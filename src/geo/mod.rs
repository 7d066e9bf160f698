use crate::error::DeliveryError;
use crate::models::delivery::DeliveryType;
use crate::models::location::{GeoPoint, Location};

const EARTH_RADIUS_KM: f64 = 6_371.0;

pub fn haversine_km(a: &GeoPoint, b: &GeoPoint) -> f64 {
    let lat1 = a.lat.to_radians();
    let lat2 = b.lat.to_radians();
    let delta_lat = (b.lat - a.lat).to_radians();
    let delta_lng = (b.lng - a.lng).to_radians();

    let sin_lat = (delta_lat / 2.0).sin();
    let sin_lng = (delta_lng / 2.0).sin();

    let haversine = sin_lat * sin_lat + lat1.cos() * lat2.cos() * sin_lng * sin_lng;
    let central_angle = 2.0 * haversine.sqrt().asin();

    EARTH_RADIUS_KM * central_angle
}

/// Straight-line distance strategy. Swappable so a routing-backed estimate
/// can replace the great-circle one without touching the engine.
pub trait DistanceEstimator: Send + Sync {
    fn distance_km(&self, a: &GeoPoint, b: &GeoPoint) -> f64;
}

#[derive(Debug, Clone, Copy, Default)]
pub struct Haversine;

impl DistanceEstimator for Haversine {
    fn distance_km(&self, a: &GeoPoint, b: &GeoPoint) -> f64 {
        haversine_km(a, b)
    }
}

/// Average speed and duration ceiling for one delivery variant.
#[derive(Debug, Clone, Copy, PartialEq)]
pub struct TravelProfile {
    pub avg_speed_kmh: f64,
    pub max_minutes: u32,
}

impl TravelProfile {
    pub fn for_variant(variant: DeliveryType) -> Self {
        match variant {
            DeliveryType::Standard => Self {
                avg_speed_kmh: 30.0,
                max_minutes: 240,
            },
            DeliveryType::Express => Self {
                avg_speed_kmh: 40.0,
                max_minutes: 120,
            },
            DeliveryType::Grouped => Self {
                avg_speed_kmh: 30.0,
                max_minutes: 480,
            },
            DeliveryType::Moving => Self {
                avg_speed_kmh: 25.0,
                max_minutes: 600,
            },
        }
    }
}

pub fn distance_between(
    estimator: &dyn DistanceEstimator,
    a: &Location,
    b: &Location,
) -> Result<f64, DeliveryError> {
    let from = a
        .point()
        .ok_or_else(|| DeliveryError::MissingCoordinates(a.address.clone()))?;
    let to = b
        .point()
        .ok_or_else(|| DeliveryError::MissingCoordinates(b.address.clone()))?;

    Ok(estimator.distance_km(&from, &to))
}

pub fn estimate_duration(distance_km: f64, profile: TravelProfile) -> u32 {
    if profile.avg_speed_kmh <= 0.0 {
        return profile.max_minutes.max(1);
    }

    let minutes = (distance_km.max(0.0) / profile.avg_speed_kmh * 60.0).ceil();
    (minutes as u32).clamp(1, profile.max_minutes.max(1))
}
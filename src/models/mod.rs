pub mod actor;
pub mod assignment;
pub mod courier;
pub mod delivery;
pub mod location;
pub mod tracking;
pub mod variant;
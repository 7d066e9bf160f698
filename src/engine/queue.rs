use std::sync::Arc;

use prometheus::IntGauge;
use tokio::sync::mpsc;
use tokio::time::{sleep, Duration};
use tracing::{debug, error, info, warn};
use uuid::Uuid;

use crate::engine::service::DeliveryService;
use crate::error::{AppError, DeliveryError};
use crate::observability::metrics::Metrics;

#[derive(Debug, Clone, Copy, PartialEq)]
pub struct DispatchJob {
    pub delivery_id: Uuid,
    pub attempt: u32,
}

impl DispatchJob {
    pub fn new(delivery_id: Uuid) -> Self {
        Self {
            delivery_id,
            attempt: 1,
        }
    }

    fn retry(self) -> Self {
        Self {
            attempt: self.attempt + 1,
            ..self
        }
    }
}

#[derive(Debug, Clone, Copy)]
pub struct DispatcherSettings {
    pub retry_delay: Duration,
    /// Jobs that have found no courier this many times are dropped.
    pub max_attempts: u32,
}

impl Default for DispatcherSettings {
    fn default() -> Self {
        Self {
            retry_delay: Duration::from_millis(250),
            max_attempts: 20,
        }
    }
}

/// Sending half of the automatic dispatch channel.
#[derive(Clone)]
pub struct DispatchQueue {
    tx: mpsc::Sender<DispatchJob>,
    depth: IntGauge,
}

impl DispatchQueue {
    pub fn new(size: usize, metrics: &Metrics) -> (Self, mpsc::Receiver<DispatchJob>) {
        let (tx, rx) = mpsc::channel(size.max(1));
        let queue = Self {
            tx,
            depth: metrics.dispatch_queue_depth.clone(),
        };
        (queue, rx)
    }

    pub async fn enqueue(&self, job: DispatchJob) -> Result<(), AppError> {
        self.tx
            .send(job)
            .await
            .map_err(|err| AppError::Internal(format!("dispatch queue send failed: {err}")))?;

        self.depth.inc();
        Ok(())
    }
}

/// Drains the dispatch queue, assigning each delivery to its nearest eligible
/// courier. Deliveries that find nobody go back on the queue after the retry
/// delay until `max_attempts` is reached. Deliveries that were assigned or
/// closed meanwhile are dropped.
pub async fn run_dispatcher(
    service: Arc<DeliveryService>,
    queue: DispatchQueue,
    mut rx: mpsc::Receiver<DispatchJob>,
    settings: DispatcherSettings,
) {
    info!(max_attempts = settings.max_attempts, "dispatcher started");

    while let Some(job) = rx.recv().await {
        queue.depth.dec();

        match service.assign_delivery(job.delivery_id, None).await {
            Ok(response) => {
                debug!(
                    delivery_id = %job.delivery_id,
                    courier_id = ?response.delivery.courier_id,
                    attempt = job.attempt,
                    "dispatch job completed"
                );
            }
            Err(DeliveryError::NoAvailableCourier) if job.attempt >= settings.max_attempts => {
                error!(
                    delivery_id = %job.delivery_id,
                    attempts = job.attempt,
                    "no courier found within the dispatch budget; delivery stays pending"
                );
            }
            Err(DeliveryError::NoAvailableCourier) => {
                warn!(
                    delivery_id = %job.delivery_id,
                    attempt = job.attempt,
                    "no eligible couriers; re-queueing delivery"
                );
                let queue = queue.clone();
                let retry_delay = settings.retry_delay;
                tokio::spawn(async move {
                    sleep(retry_delay).await;
                    if let Err(err) = queue.enqueue(job.retry()).await {
                        error!(delivery_id = %job.delivery_id, error = %err, "failed to re-queue delivery");
                    }
                });
            }
            Err(err @ (DeliveryError::InvalidTransition { .. } | DeliveryError::NotFound(_))) => {
                info!(delivery_id = %job.delivery_id, reason = %err, "dropping dispatch job");
            }
            Err(err) if err.is_conflict() => {
                info!(delivery_id = %job.delivery_id, reason = %err, "delivery no longer pending; dropping dispatch job");
            }
            Err(err) => {
                error!(delivery_id = %job.delivery_id, error = %err, "failed to dispatch delivery");
            }
        }
    }

    warn!("dispatcher stopped: queue channel closed");
}
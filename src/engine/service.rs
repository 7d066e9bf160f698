use std::sync::Arc;
use std::time::Instant;

use chrono::Utc;
use serde::Deserialize;
use tracing::{error, info, warn};
use uuid::Uuid;

use crate::engine::assignment::AssignmentEngine;
use crate::engine::creation::{
    validate_address, validate_coordinates, CreateDeliveryRequest, CreationSettings,
    DeliveryCreator,
};
use crate::engine::queue::{DispatchJob, DispatchQueue};
use crate::engine::response::DeliveryResponse;
use crate::engine::status::{
    append_tracking_after_commit, ensure_transition, is_participant, StatusTransitionEngine,
};
use crate::error::DeliveryError;
use crate::geo::DistanceEstimator;
use crate::models::actor::{Actor, ActorRole};
use crate::models::delivery::{Delivery, DeliveryStatus};
use crate::models::location::{GeoPoint, Location};
use crate::models::tracking::TrackingEntry;
use crate::notifier::{publish_detached, LifecycleEvent, Notifier};
use crate::observability::metrics::Metrics;
use crate::pricing::PricingEngine;
use crate::repository::Repository;

#[derive(Debug, Clone, Copy)]
pub struct EngineSettings {
    pub creation: CreationSettings,
    pub max_assignment_attempts: u32,
}

impl Default for EngineSettings {
    fn default() -> Self {
        Self {
            creation: CreationSettings::default(),
            max_assignment_attempts: 3,
        }
    }
}

#[derive(Debug, Clone, Deserialize)]
pub struct DropoffUpdate {
    pub address: String,
    pub lat: Option<f64>,
    pub lng: Option<f64>,
}

/// Entry point for callers: creation, assignment and status changes, plus
/// the read side they need.
pub struct DeliveryService {
    repository: Arc<dyn Repository>,
    notifier: Arc<dyn Notifier>,
    creator: DeliveryCreator,
    assignment: AssignmentEngine,
    status: StatusTransitionEngine,
    metrics: Metrics,
    dispatch: Option<DispatchQueue>,
}

impl DeliveryService {
    pub fn new(
        repository: Arc<dyn Repository>,
        notifier: Arc<dyn Notifier>,
        estimator: Arc<dyn DistanceEstimator>,
        pricing: PricingEngine,
        settings: EngineSettings,
        metrics: Metrics,
    ) -> Self {
        let creator = DeliveryCreator::new(
            repository.clone(),
            estimator.clone(),
            Arc::new(pricing),
            settings.creation,
        );
        let assignment = AssignmentEngine::new(
            repository.clone(),
            notifier.clone(),
            estimator,
            settings.max_assignment_attempts,
        );
        let status = StatusTransitionEngine::new(repository.clone(), notifier.clone());

        Self {
            repository,
            notifier,
            creator,
            assignment,
            status,
            metrics,
            dispatch: None,
        }
    }

    /// Newly created deliveries are handed to the dispatcher for automatic
    /// assignment.
    pub fn with_dispatch(mut self, queue: DispatchQueue) -> Self {
        self.dispatch = Some(queue);
        self
    }

    pub fn metrics(&self) -> &Metrics {
        &self.metrics
    }

    pub async fn create_delivery(
        &self,
        client_id: Uuid,
        request: CreateDeliveryRequest,
    ) -> Result<DeliveryResponse, DeliveryError> {
        let response = self.creator.create(client_id, &request).await?;
        let delivery = &response.delivery;

        self.metrics
            .deliveries_created_total
            .with_label_values(&[delivery.delivery_type.as_str()])
            .inc();

        publish_detached(
            &self.notifier,
            LifecycleEvent::Created {
                delivery_id: delivery.id,
                delivery_type: delivery.delivery_type,
                final_price: delivery.final_price,
                at: delivery.created_at,
            },
        );

        if let Some(queue) = &self.dispatch {
            if let Err(err) = queue.enqueue(DispatchJob::new(delivery.id)).await {
                error!(delivery_id = %delivery.id, error = %err, "failed to queue delivery for dispatch");
            }
        }

        Ok(response)
    }

    pub async fn assign_delivery(
        &self,
        delivery_id: Uuid,
        courier_id: Option<Uuid>,
    ) -> Result<DeliveryResponse, DeliveryError> {
        let start = Instant::now();
        let result = self.assignment.assign(delivery_id, courier_id).await;

        let outcome = match &result {
            Ok(_) => "success",
            Err(DeliveryError::NoAvailableCourier) => "no_courier",
            Err(DeliveryError::CourierNotEligible { .. }) => "not_eligible",
            Err(err) if err.is_conflict() => "conflict",
            Err(_) => "error",
        };
        self.metrics
            .assignment_latency_seconds
            .with_label_values(&[outcome])
            .observe(start.elapsed().as_secs_f64());
        self.metrics
            .assignments_total
            .with_label_values(&[outcome])
            .inc();

        let assigned = result?;
        self.metrics
            .status_transitions_total
            .with_label_values(&[DeliveryStatus::Assigned.as_str()])
            .inc();

        self.view(assigned.delivery).await
    }

    pub async fn update_status(
        &self,
        delivery_id: Uuid,
        status: DeliveryStatus,
        actor: Actor,
        note: Option<String>,
        location: Option<GeoPoint>,
    ) -> Result<DeliveryResponse, DeliveryError> {
        if status == DeliveryStatus::Assigned {
            let current = self.repository.load_delivery(delivery_id).await?;
            ensure_transition(current.status, status, actor.role)?;
            return self.assign_delivery(delivery_id, None).await;
        }

        let delivery = self
            .status
            .transition(delivery_id, status, actor, note, location)
            .await?;

        self.metrics
            .status_transitions_total
            .with_label_values(&[status.as_str()])
            .inc();

        self.view(delivery).await
    }

    pub async fn record_location(
        &self,
        delivery_id: Uuid,
        actor: Actor,
        point: GeoPoint,
        note: Option<String>,
    ) -> Result<DeliveryResponse, DeliveryError> {
        let delivery = self
            .status
            .record_location(delivery_id, actor, point, note)
            .await?;
        self.view(delivery).await
    }

    /// Moves the dropoff of a pending delivery and reprices it.
    pub async fn update_dropoff(
        &self,
        delivery_id: Uuid,
        actor: Actor,
        update: DropoffUpdate,
    ) -> Result<DeliveryResponse, DeliveryError> {
        validate_address("address", &update.address)?;
        validate_coordinates("dropoff", update.lat, update.lng)?;

        let current = self.repository.load_delivery(delivery_id).await?;
        if actor.role == ActorRole::Courier || !is_participant(&current, &actor) {
            return Err(DeliveryError::InvalidTransition {
                from: current.status,
                to: current.status,
                role: actor.role,
            });
        }
        if current.status != DeliveryStatus::Pending {
            return Err(DeliveryError::validation(
                "status",
                "the dropoff can only change while the delivery is pending",
            ));
        }

        let pickup = self
            .repository
            .load_location(current.pickup_location_id)
            .await?;
        let dropoff = Location::new(update.address.trim(), update.lat, update.lng);
        let (route, price) = self.creator.reprice(&current, &pickup, &dropoff).await?;

        let dropoff = self.repository.save_location(dropoff).await?;

        let expected_version = current.version;
        let mut next = current;
        next.dropoff_location_id = dropoff.id;
        next.distance_km = route.distance_km;
        next.duration_min = route.duration_min;
        next.apply_price(price);
        next.updated_at = Utc::now();

        let saved = match self.repository.save_delivery(next, expected_version).await {
            Ok(saved) => saved,
            Err(err) => {
                if let Err(cleanup) = self.repository.remove_location(dropoff.id).await {
                    warn!(location_id = %dropoff.id, error = %cleanup, "unused dropoff location left behind");
                }
                return Err(err.into());
            }
        };

        let mut entry = TrackingEntry::new(delivery_id, saved.status);
        entry.actor_id = Some(actor.id);
        entry.actor_role = Some(actor.role);
        entry.note = Some(format!("dropoff moved to {}", dropoff.address));
        append_tracking_after_commit(self.repository.as_ref(), entry).await;

        info!(
            delivery_id = %delivery_id,
            final_price = saved.final_price,
            "delivery dropoff updated"
        );

        self.view(saved).await
    }

    pub async fn get_delivery(&self, delivery_id: Uuid) -> Result<DeliveryResponse, DeliveryError> {
        let delivery = self.repository.load_delivery(delivery_id).await?;
        self.view(delivery).await
    }

    pub async fn tracking(&self, delivery_id: Uuid) -> Result<Vec<TrackingEntry>, DeliveryError> {
        self.repository.load_delivery(delivery_id).await?;
        Ok(self.repository.list_tracking(delivery_id).await?)
    }

    async fn view(&self, delivery: Delivery) -> Result<DeliveryResponse, DeliveryError> {
        let pickup = self
            .repository
            .load_location(delivery.pickup_location_id)
            .await?;
        let dropoff = self
            .repository
            .load_location(delivery.dropoff_location_id)
            .await?;

        let id = delivery.id;
        let mut response = DeliveryResponse::new(delivery, pickup, dropoff);
        response.package = self.repository.load_package(id).await?;
        response.zones = self.repository.load_zones(id).await?;
        response.moving = self.repository.load_moving_details(id).await?;

        Ok(response)
    }
}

===============

▶ _Directions for this task_
The expected result is every line from the material above that includes "DeliveryService".

▶ _Expected answer_
use crate::engine::service::DeliveryService;
    service: Arc<DeliveryService>,
pub struct DeliveryService {
impl DeliveryService {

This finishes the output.